START PROVIDED DATA

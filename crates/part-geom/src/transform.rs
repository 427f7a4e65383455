use serde::{Deserialize, Serialize};

use crate::point::Point3d;
use crate::vector::Vec3;

/// A 4x4 affine transformation matrix stored in column-major order.
///
/// Composition follows matrix multiplication: `a.then(&b)` is `a * b`,
/// so `b` is applied to a point first.
#[derive(Debug, Clone, Copy, PartialEq, Serialize, Deserialize)]
pub struct Transform {
    /// Column-major 4x4 matrix entries.
    pub m: [f64; 16],
}

impl Transform {
    pub fn identity() -> Self {
        Self::scaling(1.0, 1.0, 1.0)
    }

    pub fn translation(v: Vec3) -> Self {
        #[rustfmt::skip]
        let m = [
            1.0, 0.0, 0.0, 0.0,
            0.0, 1.0, 0.0, 0.0,
            0.0, 0.0, 1.0, 0.0,
            v.x, v.y, v.z, 1.0,
        ];
        Self { m }
    }

    pub fn scaling(sx: f64, sy: f64, sz: f64) -> Self {
        #[rustfmt::skip]
        let m = [
            sx,  0.0, 0.0, 0.0,
            0.0, sy,  0.0, 0.0,
            0.0, 0.0, sz,  0.0,
            0.0, 0.0, 0.0, 1.0,
        ];
        Self { m }
    }

    /// Rotation by `angle` radians about an axis through the origin (Rodrigues).
    ///
    /// A zero-length axis yields the identity.
    pub fn rotation(axis: Vec3, angle: f64) -> Self {
        let Some(axis) = axis.normalized() else {
            return Self::identity();
        };
        let (s, c) = angle.sin_cos();
        let t = 1.0 - c;
        let (x, y, z) = (axis.x, axis.y, axis.z);

        #[rustfmt::skip]
        let m = [
            t*x*x + c,     t*x*y + s*z,   t*x*z - s*y,   0.0,
            t*x*y - s*z,   t*y*y + c,     t*y*z + s*x,   0.0,
            t*x*z + s*y,   t*y*z - s*x,   t*z*z + c,     0.0,
            0.0,           0.0,           0.0,           1.0,
        ];
        Self { m }
    }

    /// Rotation by `angle` radians about the line through `origin` along `axis`.
    pub fn rotation_about(origin: Point3d, axis: Vec3, angle: f64) -> Self {
        let to_origin = Self::translation(-origin.to_vec3());
        let back = Self::translation(origin.to_vec3());
        back.then(&Self::rotation(axis, angle)).then(&to_origin)
    }

    fn at(&self, row: usize, col: usize) -> f64 {
        self.m[col * 4 + row]
    }

    pub fn transform_point(&self, p: &Point3d) -> Point3d {
        let v = self.transform_vector(&p.to_vec3());
        Point3d::new(v.x + self.at(0, 3), v.y + self.at(1, 3), v.z + self.at(2, 3))
    }

    /// Apply the linear part only.
    pub fn transform_vector(&self, v: &Vec3) -> Vec3 {
        Vec3::new(
            self.at(0, 0) * v.x + self.at(0, 1) * v.y + self.at(0, 2) * v.z,
            self.at(1, 0) * v.x + self.at(1, 1) * v.y + self.at(1, 2) * v.z,
            self.at(2, 0) * v.x + self.at(2, 1) * v.y + self.at(2, 2) * v.z,
        )
    }

    /// Matrix product `self * other`.
    pub fn then(&self, other: &Transform) -> Transform {
        let mut m = [0.0f64; 16];
        for col in 0..4 {
            for row in 0..4 {
                m[col * 4 + row] = (0..4).map(|k| self.at(row, k) * other.at(k, col)).sum();
            }
        }
        Transform { m }
    }

    pub fn is_identity(&self) -> bool {
        *self == Self::identity()
    }
}

impl Default for Transform {
    fn default() -> Self {
        Self::identity()
    }
}

#[cfg(test)]
mod tests {
    use super::*;
    use std::f64::consts::{FRAC_PI_2, PI};

    fn assert_close(a: Point3d, b: Point3d) {
        assert!(a.distance_to(&b) < 1e-12, "{a:?} != {b:?}");
    }

    #[test]
    fn test_translation() {
        let t = Transform::translation(Vec3::new(10.0, 20.0, 30.0));
        assert_close(t.transform_point(&Point3d::new(1.0, 2.0, 3.0)), Point3d::new(11.0, 22.0, 33.0));
        assert_eq!(t.transform_vector(&Vec3::X), Vec3::X);
    }

    #[test]
    fn test_rotation_about_x_quarter_turn() {
        let t = Transform::rotation(Vec3::X, FRAC_PI_2);
        assert_close(t.transform_point(&Point3d::new(0.0, 1.0, 0.0)), Point3d::new(0.0, 0.0, 1.0));
        assert_close(t.transform_point(&Point3d::new(5.0, 0.0, 0.0)), Point3d::new(5.0, 0.0, 0.0));
    }

    #[test]
    fn test_rotation_about_offset_line() {
        let t = Transform::rotation_about(Point3d::new(1.0, 0.0, 0.0), Vec3::Z, PI);
        assert_close(t.transform_point(&Point3d::ORIGIN), Point3d::new(2.0, 0.0, 0.0));
    }

    #[test]
    fn test_then_applies_right_operand_first() {
        let rotate = Transform::rotation(Vec3::Z, FRAC_PI_2);
        let shift = Transform::translation(Vec3::X);
        let p = rotate.then(&shift).transform_point(&Point3d::ORIGIN);
        assert_close(p, Point3d::new(0.0, 1.0, 0.0));
    }

    #[test]
    fn test_zero_axis_is_identity() {
        assert!(Transform::rotation(Vec3::ZERO, 1.0).is_identity());
    }
}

END PROVIDED DATA

◆ WORK INSTRUCTIONS: Which lines above run from the one containing "the origin (Rodrigues)." to the one containing "let t = 1.0 - c;"? Give them again exactly, both ends included.

◆ ANSWER SPACE:
    /// Rotation by `angle` radians about an axis through the origin (Rodrigues).
    ///
    /// A zero-length axis yields the identity.
    pub fn rotation(axis: Vec3, angle: f64) -> Self {
        let Some(axis) = axis.normalized() else {
            return Self::identity();
        };
        let (s, c) = angle.sin_cos();
        let t = 1.0 - c;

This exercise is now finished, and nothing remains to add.